Après « The river » il y a quelques mois, voici un deuxième extrait du double vinyle culte du boss. Il s’agit d’un de ses premiers tubes, à tel point qu’il a pris l’habitude, en concert, de laisser le public chanter seul le premier vers (« Got a wife and kids in Batlimore, Jack… » ) , puis les refrains.
« Hungry heart » raconte l’histoire d’un homme saisi par le démon de midi, qui part à l’aventure à tous les sens du terme, qui la vit à fond, à coeur et à corps perdu, mais qui pour finir se rend compte que ce dont il a besoin, au fond du fond, c’est de la chaleur et de l’intimité rassurante d’un foyer, avec les siens.
Cet homme, ce pourrait être n’importe qui. Springsteen expédie son portrait en une seule ligne: il a « une épouse et des gosses » , il vit à Baltimore, et basta. Pas besoin de savoir s’il est mécano, prof ou boulanger, s’il est blanc ou noir, s’il est catho, protestant ou bouffeur de curés, puisque cette histoire pourrait être celle de n’importe qui.
Un beau matin, cet homme se réveille avec l’envie de faire son sac et de partir, sans savoir où son errance le mènera (« I went out for a ride and I never went back / like a river that don’t know where it’s flowing« ) . Peut-être a-t-il senti tout de suite que c’était une erreur et qu’il la paierait peut-être très cher (« I took a wrong turn » ) ? Mais une fois qu’il a commencé à répondre à l’appel du large, c’était de toutes façons trop tard pour faire demi-tour (« I just kept going » ).

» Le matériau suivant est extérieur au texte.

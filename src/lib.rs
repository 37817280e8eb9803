//! Cortical - a Hierarchical Temporal Memory layer engine.
//!
//! Cortical implements the activation, learning and depolarisation core of a
//! single HTM cortical layer: columnar cells connected to a feed-forward bit
//! field by proximal segments and to recent cell activity by distal
//! segments, with permanence-based synaptic plasticity throughout.
//!
//! # Key Characteristics
//!
//! - Sparse distributed representations: inputs and outputs are small sets
//!   of active bits out of a large space
//! - Deterministic stepping: a seeded, splittable random stream makes every
//!   run reproducible
//! - Pure state transitions: `activate`, `learn` and `depolarise` each
//!   replace whole state snapshots
//!
//! # Architecture
//!
//! - **GridTopology**: n-dimensional grids for columns and inputs
//! - **SynapseGraph**: sparse segment storage with excitation queries and a
//!   bulk learning primitive, instantiated proximally and distally
//! - **Inhibition / Boosting**: column competition and duty-cycle boosting
//! - **Layer**: the per-timestep state machine tying it all together
//!
//! # Examples
//!
//! ## Driving a layer through a sequence
//!
//! ```
//! use cortical::{Layer, LayerParams};
//!
//! let mut params = LayerParams::new(&[100]);
//! params.column_dimensions = vec![64];
//! params.depth = 4;
//!
//! let mut layer = Layer::new(params).unwrap();
//!
//! let a: Vec<usize> = (0..10).collect();
//! let b: Vec<usize> = (10..20).collect();
//!
//! for _ in 0..5 {
//!     for pattern in [&a, &b] {
//!         layer.activate(pattern, &[]).unwrap();
//!         layer.learn().unwrap();
//!         layer.depolarise_distal(&[]).unwrap();
//!     }
//! }
//!
//! let view = layer.view();
//! assert_eq!(view.timestep, 10);
//! assert!(!view.active_columns.is_empty());
//! ```
//!
//! ## Configuration from JSON
//!
//! ```
//! use cortical::{Layer, LayerParams};
//!
//! let params = LayerParams::from_json(r#"{
//!     "input_dimensions": [200],
//!     "column_dimensions": [128],
//!     "depth": 8,
//!     "distal": { "max_segments": 4 }
//! }"#).unwrap();
//!
//! let layer = Layer::new(params).unwrap();
//! assert_eq!(layer.num_columns(), 128);
//! ```

// Core data structures
pub mod error;
pub mod params;
pub mod state;
pub mod synapses;
pub mod topology;
pub mod util;

// Column competition
pub mod boosting;
pub mod inhibition;

// The layer state machine
pub mod layer;

mod activation;
mod depolarisation;
mod learning;

// Re-exports for convenient access
pub use error::{CorticalError, Result};
pub use layer::{Break, Layer};
pub use params::{DistalParams, LayerParams, ProximalParams};
pub use state::{ActiveState, DistalState, LayerView};
pub use synapses::{Bit, CellId, ColumnId, SegPath, SegUpdate, SegUpdateOp, Segment, SynapseGraph};
pub use topology::GridTopology;

/// Version information
pub const VERSION: &str = env!("CARGO_PKG_VERSION");

/// Framework name
pub const NAME: &str = "Cortical";

/// Get version string
pub fn version() -> String {
    format!("{} v{}", NAME, VERSION)
}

L’aventure a mené cet homme à Kingstown, en Jamaïque. Il y a rencontré une fille dans un bar, ils sont tombés amoureux, mais il savait dès le début que ça ne durerait pas (« We fell in love, I knew it had to end » ). Peu importe, l’heure était à profiter du moment avant qu’il passe, avant que ces amants se déchirent.

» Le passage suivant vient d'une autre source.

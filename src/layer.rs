//! The cortical layer facade.
//!
//! A [`Layer`] owns the two synapse graphs, the active-state snapshot and the
//! two distal-state snapshots, the boosting state and the random stream. The
//! host drives it with three named transitions per timestep:
//!
//! ```text
//! activate(ff_bits, stable_ff_bits) -> learn() -> depolarise(distal, apical, apical_wc)
//! ```
//!
//! Each transition consumes the state the previous one captured: `learn`
//! observes the activation of the current step and the prediction made at
//! the end of the previous step; `depolarise` rolls the distal state forward
//! and keeps the outgoing snapshot for punishment.
//!
//! # Examples
//!
//! ```
//! use cortical::{Layer, LayerParams};
//!
//! let mut params = LayerParams::new(&[50]);
//! params.column_dimensions = vec![16];
//! params.depth = 4;
//!
//! let mut layer = Layer::new(params).unwrap();
//! let ff: Vec<usize> = (0..10).collect();
//!
//! layer.activate(&ff, &[]).unwrap();
//! layer.learn().unwrap();
//! layer.depolarise_distal(&[]).unwrap();
//!
//! assert_eq!(layer.timestep(), 1);
//! assert!(layer.view().predictive_cells.is_some());
//! ```

use crate::boosting::Boosting;
use crate::error::{CorticalError, Result};
use crate::inhibition;
use crate::params::LayerParams;
use crate::state::{ActiveState, DistalState, LayerView};
use crate::synapses::{Bit, CellId, SynapseGraph};
use crate::topology::GridTopology;
use crate::util::{shuffle_indices, split_rng};
use rand::rngs::StdRng;
use rand::{Rng, SeedableRng};
use std::collections::BTreeSet;
use tracing::trace;

/// Which part of the layer's carried context to clear.
#[derive(Debug, Clone, Copy, PartialEq, Eq)]
pub enum Break {
    /// Clear the distal state: no predictions and no distal learning until
    /// the next depolarise.
    Tm,
    /// Clear the temporal-pooling excitation.
    Tp,
    /// Clear the prior winners so the next step elects winners afresh.
    Winners,
}

/// One cortical layer: activation, learning and depolarisation over a
/// columnar cell grid.
#[derive(Debug)]
pub struct Layer {
    pub(crate) params: LayerParams,
    pub(crate) col_topo: GridTopology,
    pub(crate) in_topo: GridTopology,
    pub(crate) proximal_sg: SynapseGraph,
    pub(crate) distal_sg: SynapseGraph,
    pub(crate) state: ActiveState,
    pub(crate) distal_state: DistalState,
    pub(crate) prior_distal_state: DistalState,
    pub(crate) boosting: Boosting,
    pub(crate) inh_radius: usize,
    pub(crate) rng: StdRng,
    pub(crate) lateral_width: usize,
    pub(crate) motor_width: usize,
    pub(crate) topdown_width: usize,
}

impl Layer {
    /// Build a layer from a validated parameter set and seed its proximal
    /// receptive fields.
    pub fn new(params: LayerParams) -> Result<Self> {
        params.validate()?;

        let col_topo = GridTopology::new(&params.column_dimensions);
        let in_topo = GridTopology::new(&params.input_dimensions);
        let n_cols = col_topo.size();
        let n_in = in_topo.size();
        let depth = params.depth;

        let lateral_width = if params.lateral_synapses {
            n_cols * depth
        } else {
            0
        };
        let motor_width: usize = params.distal_motor_dimensions.iter().product();
        let topdown_width: usize = params.distal_topdown_dimensions.iter().product();
        let distal_width = lateral_width + motor_width + topdown_width;

        let proximal_sg = SynapseGraph::new(
            n_in,
            params.proximal.max_segments,
            params.proximal.max_synapse_count,
            params.proximal.perm_connected,
        );
        let distal_sg = SynapseGraph::new(
            distal_width,
            params.distal.max_segments,
            params.distal.max_synapse_count,
            params.distal.perm_connected,
        );

        let mut layer = Self {
            boosting: Boosting::new(n_cols),
            state: ActiveState::default(),
            distal_state: DistalState::default(),
            prior_distal_state: DistalState::default(),
            rng: StdRng::seed_from_u64(params.random_seed),
            inh_radius: 1,
            proximal_sg,
            distal_sg,
            col_topo,
            in_topo,
            lateral_width,
            motor_width,
            topdown_width,
            params,
        };

        layer.seed_proximal_fields();
        layer.inh_radius =
            inhibition::inhibition_radius(&layer.proximal_sg, &layer.col_topo, &layer.in_topo);
        Ok(layer)
    }

    /// Seed segment 0 of every column with synapses sampled from its
    /// potential pool in input space.
    fn seed_proximal_fields(&mut self) {
        let p = &self.params.proximal;
        let n_cols = self.col_topo.size();
        let n_in = self.in_topo.size();
        let radius = (p.ff_potential_radius * self.in_topo.max_dimension() as f32).ceil() as usize;

        for col in 0..n_cols {
            // Column centre projected into input space.
            let centre = (col * n_in / n_cols).min(n_in - 1);
            let mut pool = self.in_topo.neighbours(centre, radius, 0);
            pool.push(centre);
            pool.sort_unstable();

            let n_seed = ((pool.len() as f32 * p.ff_init_frac).round() as usize)
                .min(p.max_synapse_count)
                .min(pool.len());

            let mut sub = split_rng(&mut self.rng);
            shuffle_indices(&mut pool, &mut sub);

            let lo = p.ff_perm_init_lo;
            let hi = p.ff_perm_init_hi;
            let synapses: Vec<(Bit, f32)> = pool
                .into_iter()
                .take(n_seed)
                .map(|bit| (bit, lo + sub.gen::<f32>() * (hi - lo)))
                .collect();
            self.proximal_sg.seed_segment((col, 0), synapses);
        }
    }

    /// Present one feed-forward input and select the step's active set.
    ///
    /// `stable_ff_bits` is the predicted-stable subset of `ff_bits` and must
    /// be a subset of it. Advances the timestep by exactly one.
    pub fn activate(&mut self, ff_bits: &[Bit], stable_ff_bits: &[Bit]) -> Result<()> {
        let n_in = self.in_topo.size();
        let ff: BTreeSet<Bit> = ff_bits.iter().copied().collect();
        let stable: BTreeSet<Bit> = stable_ff_bits.iter().copied().collect();

        for &bit in &ff {
            if bit >= n_in {
                return Err(CorticalError::BitOutOfRange { bit, width: n_in });
            }
        }
        for &bit in &stable {
            if !ff.contains(&bit) {
                return Err(CorticalError::StableBitNotSubset { bit });
            }
        }

        self.state = self.activation_pass(ff, stable);
        trace!(
            timestep = self.state.timestep,
            active_columns = self.state.active_cols.len(),
            bursting = self.state.bursting_cols.len(),
            engaged = self.state.engaged,
            "activated"
        );
        Ok(())
    }

    /// Apply the step's learning: distal reinforcement and growth, distal
    /// punishment, proximal learning, and the stable-input reinforce pass,
    /// followed by duty-cycle, boost and inhibition-radius housekeeping.
    pub fn learn(&mut self) -> Result<()> {
        if self.state.timestep == 0 {
            return Err(CorticalError::NotActivated { op: "learn" });
        }
        self.learning_pass()
    }

    /// Depolarise cells for the next step from the current active set plus
    /// motor and top-down feedback bits.
    ///
    /// The distal source vector aligns three sub-ranges: lateral (this
    /// layer's own cells), motor (`distal_ff_bits`) and top-down
    /// (`apical_fb_bits`, winner-fed via `apical_fb_wc_bits`).
    pub fn depolarise(
        &mut self,
        distal_ff_bits: &[Bit],
        apical_fb_bits: &[Bit],
        apical_fb_wc_bits: &[Bit],
    ) -> Result<()> {
        if self.state.timestep == 0 {
            return Err(CorticalError::NotActivated { op: "depolarise" });
        }
        for &bit in distal_ff_bits {
            if bit >= self.motor_width {
                return Err(CorticalError::BitOutOfRange {
                    bit,
                    width: self.motor_width,
                });
            }
        }
        if self.params.use_feedback {
            for &bit in apical_fb_bits.iter().chain(apical_fb_wc_bits) {
                if bit >= self.topdown_width {
                    return Err(CorticalError::BitOutOfRange {
                        bit,
                        width: self.topdown_width,
                    });
                }
            }
        }

        let next = self.depolarise_pass(distal_ff_bits, apical_fb_bits, apical_fb_wc_bits);
        self.prior_distal_state = std::mem::replace(&mut self.distal_state, next);
        trace!(
            timestep = self.state.timestep,
            predicted = self.distal_state.pred_cells.len(),
            "depolarised"
        );
        Ok(())
    }

    /// Single-input depolarise: lateral context only, apical inputs empty.
    pub fn depolarise_distal(&mut self, distal_ff_bits: &[Bit]) -> Result<()> {
        self.depolarise(distal_ff_bits, &[], &[])
    }

    /// Clear part of the layer's carried context.
    pub fn interrupt(&mut self, mode: Break) {
        match mode {
            Break::Tm => {
                self.distal_state = DistalState::default();
                self.prior_distal_state = DistalState::default();
            }
            Break::Tp => {
                self.state.tp_exc.clear();
            }
            Break::Winners => {
                self.state.col_winners.clear();
            }
        }
    }

    /// Read-only projection of the current step.
    pub fn view(&self) -> LayerView {
        let depolarised_this_step =
            self.state.timestep > 0 && self.distal_state.timestep == self.state.timestep;

        let (predictive, prior_predictive) = if depolarised_this_step {
            (
                Some(self.distal_state.pred_cells.iter().copied().collect()),
                self.prior_distal_state.pred_cells.iter().copied().collect(),
            )
        } else {
            (None, self.distal_state.pred_cells.iter().copied().collect())
        };

        LayerView {
            timestep: self.state.timestep,
            active_columns: self.state.active_cols.iter().copied().collect(),
            bursting_columns: self.state.bursting_cols.iter().copied().collect(),
            active_cells: self.state.active_cells.iter().copied().collect(),
            winner_cells: self
                .state
                .col_winners
                .iter()
                .map(|(&col, &ci)| (col, ci))
                .collect(),
            predictive_cells: predictive,
            prior_predictive_cells: prior_predictive,
            in_ff_bits: self.state.in_ff_bits.iter().copied().collect(),
            in_stable_ff_bits: self.state.in_stable_ff_bits.iter().copied().collect(),
            out_ff_bits: self.state.out_ff_bits.iter().copied().collect(),
            out_stable_ff_bits: self.state.out_stable_ff_bits.iter().copied().collect(),
        }
    }

    /// Fraction of this step's active columns that burst (0.0 = fully
    /// predicted, 1.0 = fully surprised).
    pub fn anomaly_score(&self) -> f32 {
        if self.state.active_cols.is_empty() {
            0.0
        } else {
            self.state.bursting_cols.len() as f32 / self.state.active_cols.len() as f32
        }
    }

    /// Current timestep (0 before the first activate).
    #[inline]
    pub fn timestep(&self) -> u64 {
        self.state.timestep
    }

    /// Whether the layer was engaged on the current step.
    #[inline]
    pub fn engaged(&self) -> bool {
        self.state.engaged
    }

    /// Whether engagement switched on this step.
    #[inline]
    pub fn newly_engaged(&self) -> bool {
        self.state.newly_engaged
    }

    /// Current temporal-pooling excitation, sorted by cell.
    pub fn temporal_pooling(&self) -> Vec<(CellId, f32)> {
        self.state.tp_exc.iter().map(|(&c, &v)| (c, v)).collect()
    }

    /// Number of columns.
    #[inline]
    pub fn num_columns(&self) -> usize {
        self.col_topo.size()
    }

    /// Cells per column.
    #[inline]
    pub fn depth(&self) -> usize {
        self.params.depth
    }

    /// Total cell count.
    #[inline]
    pub fn num_cells(&self) -> usize {
        self.num_columns() * self.depth()
    }

    /// The layer's parameter set.
    #[inline]
    pub fn params(&self) -> &LayerParams {
        &self.params
    }

    /// The proximal synapse graph (read-only).
    #[inline]
    pub fn proximal_graph(&self) -> &SynapseGraph {
        &self.proximal_sg
    }

    /// The distal synapse graph (read-only).
    #[inline]
    pub fn distal_graph(&self) -> &SynapseGraph {
        &self.distal_sg
    }

    /// Current inhibition radius.
    #[inline]
    pub fn inhibition_radius(&self) -> usize {
        self.inh_radius
    }

    /// Boost factor of one column.
    #[inline]
    pub fn boost_factor(&self, col: usize) -> f32 {
        self.boosting.boost(col)
    }

    /// Active duty cycle of one column.
    #[inline]
    pub fn duty_cycle(&self, col: usize) -> f32 {
        self.boosting.duty_cycle(col)
    }

    /// Output bit id of a cell.
    #[inline]
    pub fn cell_bit(&self, cell: CellId) -> Bit {
        cell.0 * self.params.depth + cell.1
    }

    /// Cell behind an output bit id (inverse of [`Layer::cell_bit`]).
    #[inline]
    pub fn source_of_bit(&self, bit: Bit) -> CellId {
        (bit / self.params.depth, bit % self.params.depth)
    }

    /// Estimate memory usage in bytes.
    pub fn memory_usage(&self) -> usize {
        let mut bytes = std::mem::size_of::<Self>();
        bytes += self.proximal_sg.memory_usage();
        bytes += self.distal_sg.memory_usage();
        bytes += self.num_columns() * 2 * std::mem::size_of::<f32>();
        bytes += self.state.active_cells.len() * std::mem::size_of::<CellId>();
        bytes += self.distal_state.distal_bits.len() * std::mem::size_of::<Bit>();
        bytes
    }
}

C’est à ce moment là que cet homme raconte son histoire: « Now here I am down in Kingstown again. » Il a tiré les leçons de ce qui lui est arrivé: l’aventure a été excitante et belle, sans doute a-t-il eu l’impression de se sentir à nouveau vivant et vibrant, mais au final il se sent toujours aussi seul, et son besoin de relations intenses et nourrissantes est peut-être encore plus vif qu’avant de quitter sa famille, Baltimore, ses amis et son travail. Il doit bien se rendre à l’évidence: il a besoin d’un endroit pour se poser, il a besoin de son home sweet home, et si ce besoin est à ce point vif, c’est notamment parce qu’il n’est pas fait pour vivre en solitaire.

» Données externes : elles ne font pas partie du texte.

//! Layer state snapshots.
//!
//! Each timestep replaces whole snapshots: `activate` produces a fresh
//! [`ActiveState`], `depolarise` rolls the [`DistalState`] forward keeping the
//! previous one for punishment. [`LayerView`] is the read-only projection a
//! host observes between steps.

use crate::synapses::{Bit, CellId, ColumnId, SegPath};
use serde::Serialize;
use std::collections::{BTreeMap, BTreeSet};

/// Everything `activate` decides for one timestep.
#[derive(Debug, Clone, Default)]
pub struct ActiveState {
    /// Timestep this snapshot belongs to (0 before the first activate).
    pub timestep: u64,
    /// Engagement gate result.
    pub engaged: bool,
    /// True when engagement switched on this step (always, for first-level).
    pub newly_engaged: bool,
    /// Feed-forward bits presented this step.
    pub in_ff_bits: BTreeSet<Bit>,
    /// The predicted-stable subset of the feed-forward bits.
    pub in_stable_ff_bits: BTreeSet<Bit>,
    /// Columns selected by inhibition.
    pub active_cols: BTreeSet<ColumnId>,
    /// Active columns that burst (no cell had sufficient context).
    pub bursting_cols: BTreeSet<ColumnId>,
    /// All active cells.
    pub active_cells: BTreeSet<CellId>,
    /// Active cells outside bursting columns.
    pub stable_active_cells: BTreeSet<CellId>,
    /// Winner cell per active column.
    pub col_winners: BTreeMap<ColumnId, usize>,
    /// Winners elected for learning this step.
    pub learning_cells: BTreeSet<CellId>,
    /// Temporal-pooling excitation carried to the next step.
    pub tp_exc: BTreeMap<CellId, f32>,
    /// Best matching proximal segment per column, from this step's overlap.
    pub matching_ff_segs: BTreeMap<ColumnId, SegPath>,
    /// Proximal segments matching well enough to be reused by learning.
    pub well_matching_ff_segs: BTreeMap<ColumnId, SegPath>,
    /// Active cells as output bits.
    pub out_ff_bits: BTreeSet<Bit>,
    /// Stable-active cells as output bits.
    pub out_stable_ff_bits: BTreeSet<Bit>,
}

/// Everything `depolarise` decides for the following timestep.
#[derive(Debug, Clone, Default)]
pub struct DistalState {
    /// Timestep of the `activate` this prediction was computed after
    /// (0 before the first depolarise).
    pub timestep: u64,
    /// Active bits of the aligned distal source vector.
    pub distal_bits: BTreeSet<Bit>,
    /// Learnable bits of the aligned distal source vector (winner-fed).
    pub distal_lc_bits: BTreeSet<Bit>,
    /// Best segment excitation per depolarised cell.
    pub distal_exc: BTreeMap<CellId, f32>,
    /// Cells predicted to become active next step.
    pub pred_cells: BTreeSet<CellId>,
    /// Every distal segment at or above the stimulus threshold.
    pub matching_segs: BTreeMap<SegPath, f32>,
    /// Per cell, the best segment matching well enough for learning reuse.
    pub well_matching_segs: BTreeMap<CellId, SegPath>,
}

/// Read-only projection of a layer for observation and tests.
#[derive(Debug, Clone, PartialEq, Serialize)]
pub struct LayerView {
    /// Current timestep.
    pub timestep: u64,
    /// Columns selected by inhibition this step.
    pub active_columns: Vec<ColumnId>,
    /// Active columns that burst.
    pub bursting_columns: Vec<ColumnId>,
    /// All active cells.
    pub active_cells: Vec<CellId>,
    /// Winner cell per active column.
    pub winner_cells: Vec<CellId>,
    /// Cells predicted for the next step; `None` until the first
    /// `depolarise` of the current step.
    pub predictive_cells: Option<Vec<CellId>>,
    /// The prediction that applied to the current step.
    pub prior_predictive_cells: Vec<CellId>,
    /// Feed-forward bits presented this step.
    pub in_ff_bits: Vec<Bit>,
    /// Stable subset of the feed-forward bits.
    pub in_stable_ff_bits: Vec<Bit>,
    /// Active cells as output bits.
    pub out_ff_bits: Vec<Bit>,
    /// Stable-active cells as output bits.
    pub out_stable_ff_bits: Vec<Bit>,
}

Mais au fond, qui l’est ? « Nobody like to be alone. »
Le rythme martelé par des accords de piano, dans l’intro puis les refrains, dit bien les emballements du coeur, aux deux temps de cette histoire – quand l’appel de l’aventure semble offrir une seconde chance ou une nouvelle vie, mais aussi quand la leçon s’impose: au fond, nous sommes toutes et tous affamés d’amour, et du moment qu’il est bien présent, peu importe que le reste nous fasse défaut.
« Everybody needs a place to rest
Everybody wants to have a home
Don’t make no difference what nobody says
Ain’t nobody like to be alone
Everybody’s got a hungry heart
Everybody’s got a hungry heart
Lay down your money and you play your part
Everybody’s got a h-h-hungry heart »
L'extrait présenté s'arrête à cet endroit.